Lack of results from CTOs has been found to recur in many studies. In a survey
carried out by O'Reilly et al., the resulted from a randomized study of people with labels
of a severe mental disorder showed that there were no conclusive results of better social
functioning or improved quality of life of the CTO patients as compared to voluntary
patients who were in standard care. They concluded that a wide range of outcomes could
result from CTO, which may not be the desired outcome. This study further shows there
are ethical concerns regarding success rates in CTOs.

4
Community treatment orders are prevalent.

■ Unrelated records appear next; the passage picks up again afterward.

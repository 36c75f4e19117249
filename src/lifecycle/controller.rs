//! Echo service lifecycle state machine.

use std::net::SocketAddr;

use tokio::net::TcpListener;
use tokio::sync::{watch, Mutex};

use crate::config::ListenerConfig;
use crate::error::EchoError;
use crate::lifecycle::shutdown::{Shutdown, WorkTracker};
use crate::net::listener;

/// Lifecycle states of the echo service.
#[derive(Debug, Clone, Copy, PartialEq, Eq)]
pub enum ServiceState {
    /// No listener bound; connections are refused.
    Down,
    /// Bind in progress.
    Starting,
    /// Listener bound, accept loop running.
    Up,
    /// Shutdown signal fired, draining in-flight connections.
    Closing,
}

impl std::fmt::Display for ServiceState {
    fn fmt(&self, f: &mut std::fmt::Formatter<'_>) -> std::fmt::Result {
        let s = match self {
            ServiceState::Down => "down",
            ServiceState::Starting => "starting",
            ServiceState::Up => "up",
            ServiceState::Closing => "closing",
        };
        f.write_str(s)
    }
}

/// Live resources of an up service, released on the next down transition.
struct Running {
    shutdown: Shutdown,
    work: WorkTracker,
    local_addr: SocketAddr,
}

/// The supervised TCP echo service.
///
/// [`up`](Self::up) and [`down`](Self::down) are idempotent and safe to call
/// concurrently: at most one listener exists at a time, the shutdown signal
/// fires at most once per up/down cycle, and `down` returns only after every
/// spawned task has exited.
pub struct EchoService {
    config: ListenerConfig,
    state: watch::Sender<ServiceState>,
    /// Serializes transition bodies; also owns the live resources.
    running: Mutex<Option<Running>>,
}

impl EchoService {
    /// Create a service in the `Down` state with a fixed bind configuration.
    pub fn new(config: ListenerConfig) -> Self {
        let (state, _) = watch::channel(ServiceState::Down);
        Self {
            config,
            state,
            running: Mutex::new(None),
        }
    }

    /// Current lifecycle state.
    pub fn state(&self) -> ServiceState {
        *self.state.borrow()
    }

    /// Watch state transitions. Observers can await a particular state
    /// instead of polling.
    pub fn state_changes(&self) -> watch::Receiver<ServiceState> {
        self.state.subscribe()
    }

    /// Address the listener is bound to, while the service is up.
    pub async fn local_addr(&self) -> Option<SocketAddr> {
        self.running.lock().await.as_ref().map(|r| r.local_addr)
    }

    /// Bring the service up.
    ///
    /// No-op if the service is already starting or up. A bind failure is a
    /// fatal startup fault: the caller is expected to terminate the process,
    /// not retry.
    pub async fn up(&self) -> Result<&Self, EchoError> {
        if matches!(self.state(), ServiceState::Up | ServiceState::Starting) {
            tracing::trace!("up requested but service is already starting or up");
            return Ok(self);
        }

        let mut running = self.running.lock().await;
        // Re-check under the lock; a concurrent up() may have won the race.
        if running.is_some() {
            return Ok(self);
        }
        self.state.send_replace(ServiceState::Starting);

        let bind_addr = self.config.socket_addr();
        let socket = match TcpListener::bind(&bind_addr).await {
            Ok(socket) => socket,
            Err(source) => {
                self.state.send_replace(ServiceState::Down);
                return Err(EchoError::Bind {
                    addr: bind_addr,
                    source,
                });
            }
        };
        let local_addr = match socket.local_addr() {
            Ok(addr) => addr,
            Err(source) => {
                self.state.send_replace(ServiceState::Down);
                return Err(EchoError::Bind {
                    addr: bind_addr,
                    source,
                });
            }
        };

        tracing::info!(address = %local_addr, "starting TCP echo server");

        let shutdown = Shutdown::new();
        let work = WorkTracker::new();
        let accept_guard = work.track();
        tokio::spawn(listener::accept_loop(
            accept_guard,
            socket,
            shutdown.subscribe(),
            work.clone(),
        ));

        *running = Some(Running {
            shutdown,
            work,
            local_addr,
        });
        self.state.send_replace(ServiceState::Up);
        tracing::info!("TCP echo server startup complete");
        Ok(self)
    }

    /// Take the service down, draining in-flight connections first.
    ///
    /// No-op if the service is already down, or closing: a second call
    /// arriving mid-drain returns immediately without firing the one-shot
    /// shutdown signal again. Otherwise this returns only once the accept
    /// loop and every connection handler have exited and the port is
    /// released.
    pub async fn down(&self) -> &Self {
        if matches!(self.state(), ServiceState::Down | ServiceState::Closing) {
            tracing::trace!("down requested but service is already closing or down");
            return self;
        }

        let mut running = self.running.lock().await;
        let Some(active) = running.take() else {
            return self;
        };
        self.state.send_replace(ServiceState::Closing);
        tracing::info!("gracefully stopping TCP echo server");

        active.shutdown.fire();
        active.work.wait_idle().await;

        self.state.send_replace(ServiceState::Down);
        tracing::info!("graceful TCP echo server termination complete");
        self
    }
}
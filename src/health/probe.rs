//! Single health probe execution.

use std::time::Duration;

use regex::Regex;
use reqwest::{Client, StatusCode};

use crate::config::HealthCheckConfig;
use crate::error::EchoError;

/// One-shot HTTP probe of the monitored endpoint.
///
/// A check passes only when the endpoint answers 200 and the body matches
/// the configured pattern. Every failure mode maps to unhealthy; there is no
/// retry within a check.
pub struct HealthProbe {
    client: Client,
    uri: String,
    pattern: Regex,
}

impl HealthProbe {
    pub fn new(config: &HealthCheckConfig) -> Result<Self, EchoError> {
        let pattern = Regex::new(&config.match_pattern)?;
        let client = Client::builder()
            .timeout(Duration::from_secs(config.timeout_secs))
            .build()?;
        Ok(Self {
            client,
            uri: config.uri.clone(),
            pattern,
        })
    }

    /// Run one check against the endpoint.
    pub async fn check(&self) -> bool {
        let response = match self.client.get(&self.uri).send().await {
            Ok(response) => response,
            Err(e) => {
                tracing::warn!(uri = %self.uri, error = %e, "health check connection failed");
                return false;
            }
        };

        if response.status() != StatusCode::OK {
            tracing::warn!(
                uri = %self.uri,
                status = %response.status(),
                "health check failed: unexpected status code"
            );
            return false;
        }

        let body = match response.text().await {
            Ok(body) => body,
            Err(e) => {
                tracing::warn!(uri = %self.uri, error = %e, "health check failed: unreadable body");
                return false;
            }
        };

        if self.pattern.find(&body).is_none() {
            tracing::warn!(
                uri = %self.uri,
                pattern = %self.pattern,
                "health check failed: body did not match pattern"
            );
            return false;
        }

        true
    }
}
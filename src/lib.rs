//! TCP echo sidecar gated by an external HTTP health check.
//!
//! Exposes a raw TCP echo responder whose availability tracks the health of
//! a separately monitored HTTP endpoint: while the endpoint is healthy the
//! listener is up, and when it turns unhealthy the listener is torn down
//! gracefully, draining in-flight connections and releasing the port. Useful
//! where the mere presence of a TCP listener (e.g. behind a load balancer)
//! must signal liveness of a backend that cannot be probed over TCP itself.
//!
//! ```text
//! health::monitor ──bool events──▶ lifecycle::supervisor
//!                                        │ up() / down()
//!                                        ▼
//!                                 lifecycle::controller
//!                                        │ spawn / signal + drain
//!                                        ▼
//!                    net::listener (accept loop) ──▶ net::echo (per conn)
//! ```

pub mod config;
pub mod error;
pub mod health;
pub mod lifecycle;
pub mod net;
pub mod observability;

pub use config::SidecarConfig;
pub use error::EchoError;
pub use lifecycle::{EchoService, ServiceState, Supervisor};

It is despite lacking sufficient success
proof. The areas where troubled people are assigned to get treatment also treat people
who go there voluntarily. CTOs should not be abolished. However, there should be
research to help in ensuring that there are success stories for those who do not go out of
their own volition.

5

References

Burns, Tom & Dawson, John. (2009). Community treatment orders: How ethical without
experimental evidence?. Psychological medicine. Doi 39. 1583-
6..1017/S0033291709005352.
Gledhill, K. (2007). Community Treatment Orders. Journal of Mental Health Law ISSN
1466-2817. JMHL. Doi.149. 10.1916.211.
Kisely  S.R., Campbell  L.A., & O'Reilly  R. Compulsory community and involuntary
outpatient treatment for people with severe mental disorders. Cochrane Database
of Systematic Reviews 2017, Issue 3. Art. No.: CD004408. DOI:
10.1002/14651858.CD004408.pub5. Accessed 27 September 2021.
Kisely, S., & Hall, K. (2014). An Updated Meta-Analysis of Randomized Controlled
Evidence for the Effectiveness of Community Treatment Orders. The Canadian
Journal of Psychiatry. Doi 59(10), 561–564.
https://doi.org/10.1177/0706704371405901010
McIvor, R. (1998). The Community Treatment Order: Clinical and Ethical Issues.
Australian & New Zealand Journal of Psychiatry, 32(2), 223–228.